Atrás IA para revolucionar el tratamiento de párkinson y otras enfermedades neurodegenerativas

IA para revolucionar el tratamiento de párkinson y otras enfermedades neurodegenerativas

Un estudio aplica una herramienta basada en esta tecnología que permite identificar inhibidores clave para frenar la progresión de estas patologías.

IA para revolucionar el tratamiento de párkinson y otras enfermedades neurodegenerativas

Escrito porRedacción MF

Publicado: 13 junio 2024

La enfermedad neurodegenerativa de Parkinson podría vivir un cambio de paradigma en su tratamiento. Un equipo de científicos ha desarrollado un innovador enfoque mediante inteligencia artificial (IA) basado en el aprendizaje automático que podría mejorar la eficacia a la hora de tratarla. Esta herramienta identifica un proceso clave en párkinson y otras sinucleinopatías relacionado con los inhibidores de la agregación de Alfa-sinucleína. 

Así, en un artículo publicado en Nature Chemical Biology, se describe cómo se ha utilizado el aprendizaje iterativo basado en estructura para descubrir compuestos que puedan prevenir esta agregación patológica. En concreto, este hallazgo se centra en aquellos que han demostrado ser más potentes que los hasta ahora catalogados. 

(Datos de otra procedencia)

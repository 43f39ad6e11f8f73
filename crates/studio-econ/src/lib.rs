#![deny(warnings)]

//! Economic models for the studio's business simulators.
//!
//! This crate provides:
//! - NPV, IRR (Newton-Raphson) and simple payback helpers
//! - Monte Carlo viability analysis with a seeded RNG
//! - A serializable task record for handing results downstream

use thiserror::Error;

pub mod finance;
pub mod task;
pub mod viability;

pub use finance::{annuity_cash_flows, irr, irr_with, npv, simple_payback, IrrOptions};
pub use task::TaskRecord;
pub use viability::{
    run_viability, FinancialScenario, MonteCarloConfig, Verdict, ViabilityReport, MAX_YEARS,
    NO_RETURN_IRR,
};

/// Errors produced by economic helpers.
#[derive(Debug, Error, PartialEq)]
pub enum EconError {
    /// Inputs rejected before any computation runs.
    #[error("invalid input: {0}")]
    InvalidInput(String),
    /// Numeric conversion to floating point failed.
    #[error("non-finite numeric conversion")]
    NonFinite,
}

Este trabajo ha servido para demostrar tanto la eficacia del aprendizaje automático a la hora de identificar inhibidores de la Alfa-sinucleína como el potencial que tienen para revolucionar la investigación de fármacos en enfermedades neurodegenerativas. 

Este avance es especialmente significativo dado el reciente éxito en la aprobación de fármacos modificadores de enfermedades para el alzhéimer, como aducanumab y lecanemab. La capacidad de identificar inhibidores efectivos de la agregación de Alfa-sinucleína podría abrir la puerta a nuevas terapias para el parkinson, ofreciendo esperanza a millones de pacientes en todo el mundo.

El potencial del aprendizaje automático

El equipo, liderado por dos investigadores del Centro de Enfermedades de Desdoblamiento en la Universidad de Cambridge, utilizó métodos de aprendizaje automático para explorar el espacio químico. Es decir, un entorno en el que descubrir moléculas pequeñas que puedan unirse a los dominios catalíticos en la superficie de los agregados de Alfa-sinucleína, inhibiendo así la nucleación secundaria. Este proceso es autocatalítico, lo que significa que una vez que comienza, se acelera y propaga rápidamente, agravando la patología de la enfermedad.

En una primera fase, los investigadores usaron estas herramientas de IA para realizar simulaciones de acoplamiento. El objetivo era seleccionar moléculas con propiedades óptimas para el sistema nervioso central. Se evaluó un grupo de dos millones, de las cuales se seleccionaron las 68 más prometedoras para pruebas experimentales. Así, pudieron identificar cuatro compuestos activos, que sirvieron como punto de partida para la generación y optimización de líderes.

Posteriormente, se sirvieron de métricas de similitud molecular para hacer búsquedas para seleccionar nuevos compuestos estructuralmente relacionados con los iniciales. Si bien sirvió para producir algunos compuestos potentes, obtuvieron una baja optimización, lo que llevó a los científicos a decantarse por un enfoque de aprendizaje automático más avanzado. 

Descubren compuestos más potentes 

De esta manera implementaron un proceso iterativo de aprendizaje automático que combinaba datos experimentales con modelos de regresión y autoencoders (modelos generativos) variacionales. Por tanto, el método permitió representar las estructuras moleculares como vectores latentes, mejorando la predicción de la potencia de nuevos compuestos. Con cada ciclo de predicción y prueba, el modelo se refinaba, aumentando la eficacia y la diversidad de los compuestos descubiertos.

La enfermedad de Parkinson es un trastorno neurodegenerativo crónico que afecta al sistema motor causando temblores, rigidez y problemas de equilibrio y coordinación. Esta enfermedad, que es la segunda más común entre las enfermedades neurodegenerativas después del alzhéimer, afecta aproximadamente a 160.000 personas en España, con una prevalencia de 300 casos por cada 100.000 habitantes. La patología se caracteriza por la acumulación de proteínas mal plegadas en el cerebro, siendo la Alfa-sinucleína una de las principales implicadas.